Mardi 7 mars, le Conseil national a décidé de ne pas retirer l'avortement du Code pénal suisse. En clair, en 2023, cet acte reste officiellement illégal dans notre pays.
Le même jour, le Conseil des Etats s'est quant à lui prononcé sur la redéfinition du viol, acceptant notamment d'intégrer l'état de sidération (lorsque la personne est incapable de réagir). Elle restera toutefois basée sur le refus: pour que le viol soit reconnu et condamnable, la victime doit s'y opposer, verbalement ou non verbalement.
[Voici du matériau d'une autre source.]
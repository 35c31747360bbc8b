//! Relation hydration for builds that survived visibility filtering.
//!
//! Plans, commands and targets are independent batch reads, so they run
//! concurrently. Each reads once for the whole page.

use std::collections::HashMap;

use serde::Serialize;

use crate::error::QueryResult;
use crate::models::build::CiBuild;
use crate::models::build_command::CiBuildCommand;
use crate::models::build_plan::CiBuildPlan;
use crate::models::build_target::CiBuildTarget;
use crate::models::buildable::CiBuildable;
use crate::policy::Viewer;
use crate::query::generation::retain_current_generation;
use crate::query::visibility::VisibleBuild;
use crate::query::{distinct_phids, QuerySources};
use crate::store::{CommandStore, ObjectResolver, TargetStore};

/// A build with every requested relation attached.
#[derive(Debug, Clone, PartialEq, Eq, Serialize)]
pub struct HydratedBuild {
    pub build: CiBuild,
    pub buildable: CiBuildable,
    /// `None` when the build has no plan or the plan was deleted.
    pub build_plan: Option<CiBuildPlan>,
    /// Pending commands in creation order.
    pub unprocessed_commands: Vec<CiBuildCommand>,
    /// Current-generation targets, oldest first. `None` unless targets were
    /// requested.
    pub build_targets: Option<Vec<CiBuildTarget>>,
}

impl HydratedBuild {
    pub fn id(&self) -> i64 {
        self.build.id
    }

    pub fn phid(&self) -> &str {
        &self.build.phid
    }

    /// Attached targets; empty when none were requested.
    pub fn targets(&self) -> &[CiBuildTarget] {
        self.build_targets.as_deref().unwrap_or_default()
    }
}

pub async fn hydrate(
    sources: QuerySources<'_>,
    viewer: &Viewer,
    page: Vec<VisibleBuild>,
    need_build_targets: bool,
) -> QueryResult<Vec<HydratedBuild>> {
    if page.is_empty() {
        return Ok(Vec::new());
    }

    let build_phids: Vec<String> = page.iter().map(|v| v.build.phid.clone()).collect();

    let (plans, mut commands, mut targets) = tokio::try_join!(
        load_plans(sources.objects, viewer, &page),
        load_commands(sources.commands, &build_phids),
        load_targets(sources.targets, &build_phids, need_build_targets),
    )?;

    let mut stale = 0;
    let hydrated: Vec<HydratedBuild> = page
        .into_iter()
        .map(|VisibleBuild { build, buildable }| {
            let build_plan = build
                .build_plan_phid
                .as_ref()
                .and_then(|phid| plans.get(phid).cloned());
            let unprocessed_commands = commands.remove(&build.phid).unwrap_or_default();
            let build_targets = targets.as_mut().map(|groups| {
                let group = groups.remove(&build.phid).unwrap_or_default();
                let (kept, dropped) = retain_current_generation(&build, group);
                stale += dropped;
                kept
            });

            HydratedBuild {
                build,
                buildable,
                build_plan,
                unprocessed_commands,
                build_targets,
            }
        })
        .collect();

    if stale > 0 {
        tracing::debug!(stale, "Dropped targets from superseded build generations");
    }
    crate::metrics::stale_targets_dropped(stale);

    Ok(hydrated)
}

async fn load_plans(
    resolver: &dyn ObjectResolver,
    viewer: &Viewer,
    page: &[VisibleBuild],
) -> QueryResult<HashMap<String, CiBuildPlan>> {
    let phids = distinct_phids(page.iter().filter_map(|v| v.build.build_plan_phid.as_deref()));
    if phids.is_empty() {
        return Ok(HashMap::new());
    }

    let plans = resolver
        .resolve(viewer, &phids)
        .await?
        .into_iter()
        .filter_map(|(phid, object)| object.into_build_plan().map(|plan| (phid, plan)))
        .collect();
    Ok(plans)
}

async fn load_commands(
    store: &dyn CommandStore,
    build_phids: &[String],
) -> QueryResult<HashMap<String, Vec<CiBuildCommand>>> {
    let commands = store.load_commands(build_phids).await?;
    Ok(group_by_key(commands, |command| &command.target_phid))
}

async fn load_targets(
    store: &dyn TargetStore,
    build_phids: &[String],
    need_build_targets: bool,
) -> QueryResult<Option<HashMap<String, Vec<CiBuildTarget>>>> {
    if !need_build_targets {
        return Ok(None);
    }

    let mut targets = store.load_targets(build_phids).await?;
    // Stores return most recent first; callers read targets chronologically.
    targets.reverse();
    Ok(Some(group_by_key(targets, |target| &target.build_phid)))
}

/// Group `items` by owner key, keeping each group's relative order.
pub fn group_by_key<T, F>(items: Vec<T>, key: F) -> HashMap<String, Vec<T>>
where
    F: Fn(&T) -> &String,
{
    let mut groups: HashMap<String, Vec<T>> = HashMap::new();
    for item in items {
        groups.entry(key(&item).clone()).or_default().push(item);
    }
    groups
}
Cette définition est en opposition à la solution du «seul un oui est un oui», basée quant à elle sur le consentement de toutes les parties impliquées.
Deux décisions prisent la veille du 8 mars, Journée internationale du droit des femmes, qui illustrent la réticence encore présente chez certains parlementaires lorsqu'il s'agit d'égalité des genres. Explications.
Sur Twitter, Santé sexuelle suisse a réagit au maintien de l'avortement dans le Code pénal:
#Initiative parlementaire 22.432 rejetée : déception face à cette décision peu courageuse. Nous continuerons à nous engager pour que les obstacles à l’accès à l’#avortement soient supprimés. Communiqué de presse 👉https://t.co/SEG3JD3nFM pic.twitter.com/RNA2DIjTQ9
— Sexuelle Gesundheit Schweiz/ Santé Sexuelle Suisse (@SGCH_SSCH) March 7, 2023
Léonore Porchet (Verts/VD) est à l'origine de cette initiative (déposée en juin 2022). Citée par la RTS, elle réagit à la décision du national et regrette «qu'aujourd'hui encore, les personnes concernées soient culpabilisées pour leur décision ou subissent des pressions pour renoncer à un avortement».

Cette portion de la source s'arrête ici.